▸ **What to work on**: For each line of the listing that contains "crate", make a copy and return it.

▸ **Extracted records**:
┏━━
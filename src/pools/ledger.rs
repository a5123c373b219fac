//! Claim-share ledger: per-holder balances plus the outstanding supply.

use std::collections::BTreeMap;

use crate::domain::{HolderId, Shares};
use crate::error::{AmmError, Result};
use crate::math::CheckedArithmetic;

/// Holder balances and the total supply they must add up to.
///
/// Holders whose balance drops to zero are removed, so
/// [`holders`](Self::holders) only reports live positions.
///
/// `mint` and `burn` validate fully before writing; on `Err` the ledger
/// is untouched.
#[derive(Debug, Clone, Default, PartialEq, Eq)]
pub struct ShareLedger {
    balances: BTreeMap<HolderId, Shares>,
    total: Shares,
}

impl ShareLedger {
    /// Creates an empty ledger.
    #[must_use]
    pub fn new() -> Self {
        Self::default()
    }

    /// Outstanding share supply.
    #[must_use]
    pub const fn total(&self) -> Shares {
        self.total
    }

    /// Balance of `holder`; zero if unknown.
    #[must_use]
    pub fn balance_of(&self, holder: &HolderId) -> Shares {
        self.balances.get(holder).copied().unwrap_or(Shares::ZERO)
    }

    /// Live holders and their balances, ordered by id.
    pub fn holders(&self) -> impl Iterator<Item = (&HolderId, Shares)> {
        self.balances.iter().map(|(id, s)| (id, *s))
    }

    /// Number of holders with a non-zero balance.
    #[must_use]
    pub fn holder_count(&self) -> usize {
        self.balances.len()
    }

    /// Checks whether minting `shares` would succeed and returns the
    /// supply after the mint.
    ///
    /// No balance exceeds the supply, so the answer holds for every holder.
    ///
    /// # Errors
    ///
    /// - [`AmmError::InvalidQuantity`] if `shares` is zero.
    /// - [`AmmError::Overflow`] if the supply would exceed `u128`.
    pub fn check_mint(&self, shares: Shares) -> Result<Shares> {
        if shares.is_zero() {
            return Err(AmmError::InvalidQuantity("cannot mint zero shares"));
        }
        self.total.safe_add(&shares, "share supply overflow")
    }

    /// Credits `shares` to `holder` and grows the supply.
    ///
    /// # Errors
    ///
    /// See [`check_mint`](Self::check_mint).
    pub fn mint(&mut self, holder: &HolderId, shares: Shares) -> Result<()> {
        let total = self.check_mint(shares)?;
        // balance <= total, so this cannot fail once the supply fits.
        let balance = self
            .balance_of(holder)
            .safe_add(&shares, "share balance overflow")?;
        self.balances.insert(holder.clone(), balance);
        self.total = total;
        Ok(())
    }

    /// Checks whether burning `shares` from `holder` would succeed.
    ///
    /// # Errors
    ///
    /// - [`AmmError::InvalidQuantity`] if `shares` is zero.
    /// - [`AmmError::InsufficientBalance`] if `holder` owns fewer shares.
    pub fn check_burn(&self, holder: &HolderId, shares: Shares) -> Result<()> {
        self.next_burn(holder, shares).map(|_| ())
    }

    /// Debits `shares` from `holder` and shrinks the supply.
    ///
    /// # Errors
    ///
    /// See [`check_burn`](Self::check_burn).
    pub fn burn(&mut self, holder: &HolderId, shares: Shares) -> Result<()> {
        let (balance, total) = self.next_burn(holder, shares)?;
        if balance.is_zero() {
            self.balances.remove(holder);
        } else {
            self.balances.insert(holder.clone(), balance);
        }
        self.total = total;
        Ok(())
    }

    /// Recomputes the sum of all balances and compares it with the supply.
    ///
    /// # Errors
    ///
    /// - [`AmmError::Overflow`] if the balances sum past `u128`.
    /// - [`AmmError::InvariantViolation`] if the sum and supply differ.
    pub fn verify(&self) -> Result<()> {
        let sum = self
            .balances
            .values()
            .try_fold(Shares::ZERO, |acc, s| acc.safe_add(s, "share balance sum"))?;
        if sum != self.total {
            return Err(AmmError::InvariantViolation(format!(
                "share balances sum to {sum} but supply is {}",
                self.total
            )));
        }
        Ok(())
    }

    fn next_burn(&self, holder: &HolderId, shares: Shares) -> Result<(Shares, Shares)> {
        if shares.is_zero() {
            return Err(AmmError::InvalidQuantity("cannot burn zero shares"));
        }
        let available = self.balance_of(holder);
        if shares > available {
            return Err(AmmError::InsufficientBalance {
                requested: shares.get(),
                available: available.get(),
            });
        }
        let balance = available.safe_sub(&shares, "share balance underflow")?;
        let total = self.total.safe_sub(&shares, "share supply underflow")?;
        Ok((balance, total))
    }
}

#[cfg(test)]
#[allow(clippy::panic)]
mod tests {
    use super::*;

    fn holder(name: &str) -> HolderId {
        let Ok(id) = HolderId::new(name) else {
            panic!("valid holder id");
        };
        id
    }

    #[test]
    fn mint_and_burn_track_supply() {
        let (alice, bob) = (holder("alice"), holder("bob"));
        let mut ledger = ShareLedger::new();
        assert!(ledger.mint(&alice, Shares::new(100)).is_ok());
        assert!(ledger.mint(&bob, Shares::new(50)).is_ok());
        assert!(ledger.mint(&alice, Shares::new(5)).is_ok());
        assert_eq!(ledger.total(), Shares::new(155));
        assert_eq!(ledger.balance_of(&alice), Shares::new(105));
        assert!(ledger.verify().is_ok());

        assert!(ledger.burn(&alice, Shares::new(105)).is_ok());
        assert_eq!(ledger.total(), Shares::new(50));
        assert_eq!(ledger.holder_count(), 1);
        assert!(ledger.verify().is_ok());
    }

    #[test]
    fn burn_more_than_balance() {
        let alice = holder("alice");
        let mut ledger = ShareLedger::new();
        assert!(ledger.mint(&alice, Shares::new(10)).is_ok());
        let before = ledger.clone();
        assert_eq!(
            ledger.burn(&alice, Shares::new(11)),
            Err(AmmError::InsufficientBalance {
                requested: 11,
                available: 10
            })
        );
        assert_eq!(ledger, before);
    }

    #[test]
    fn burn_from_unknown_holder() {
        let mut ledger = ShareLedger::new();
        assert_eq!(
            ledger.burn(&holder("ghost"), Shares::new(1)),
            Err(AmmError::InsufficientBalance {
                requested: 1,
                available: 0
            })
        );
    }

    #[test]
    fn zero_amounts_rejected() {
        let alice = holder("alice");
        let mut ledger = ShareLedger::new();
        assert!(matches!(
            ledger.mint(&alice, Shares::ZERO),
            Err(AmmError::InvalidQuantity(_))
        ));
        assert!(matches!(
            ledger.check_burn(&alice, Shares::ZERO),
            Err(AmmError::InvalidQuantity(_))
        ));
        assert_eq!(ledger.holder_count(), 0);
    }

    #[test]
    fn supply_overflow_leaves_ledger_untouched() {
        let (alice, bob) = (holder("alice"), holder("bob"));
        let mut ledger = ShareLedger::new();
        assert!(ledger.mint(&alice, Shares::new(u128::MAX)).is_ok());
        assert!(matches!(
            ledger.mint(&bob, Shares::new(1)),
            Err(AmmError::Overflow(_))
        ));
        assert_eq!(ledger.balance_of(&bob), Shares::ZERO);
        assert_eq!(ledger.total(), Shares::new(u128::MAX));
    }

    #[test]
    fn check_mint_reports_next_supply() {
        let alice = holder("alice");
        let mut ledger = ShareLedger::new();
        assert_eq!(ledger.check_mint(Shares::new(7)), Ok(Shares::new(7)));
        assert!(ledger.mint(&alice, Shares::new(u128::MAX - 1)).is_ok());
        assert_eq!(ledger.check_mint(Shares::new(1)), Ok(Shares::new(u128::MAX)));
        assert!(matches!(
            ledger.check_mint(Shares::new(2)),
            Err(AmmError::Overflow(_))
        ));
        assert!(matches!(
            ledger.check_mint(Shares::ZERO),
            Err(AmmError::InvalidQuantity(_))
        ));
        // Checking never writes.
        assert_eq!(ledger.total(), Shares::new(u128::MAX - 1));
        assert_eq!(ledger.holder_count(), 1);
    }

    #[test]
    fn holders_are_ordered() {
        let mut ledger = ShareLedger::new();
        for name in ["carol", "alice", "bob"] {
            assert!(ledger.mint(&holder(name), Shares::new(1)).is_ok());
        }
        let names: Vec<&str> = ledger.holders().map(|(id, _)| id.as_str()).collect();
        assert_eq!(names, ["alice", "bob", "carol"]);
    }
}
┗━━
▸ **Exercise response**:
use crate::domain::{HolderId, Shares};
use crate::error::{AmmError, Result};
use crate::math::CheckedArithmetic;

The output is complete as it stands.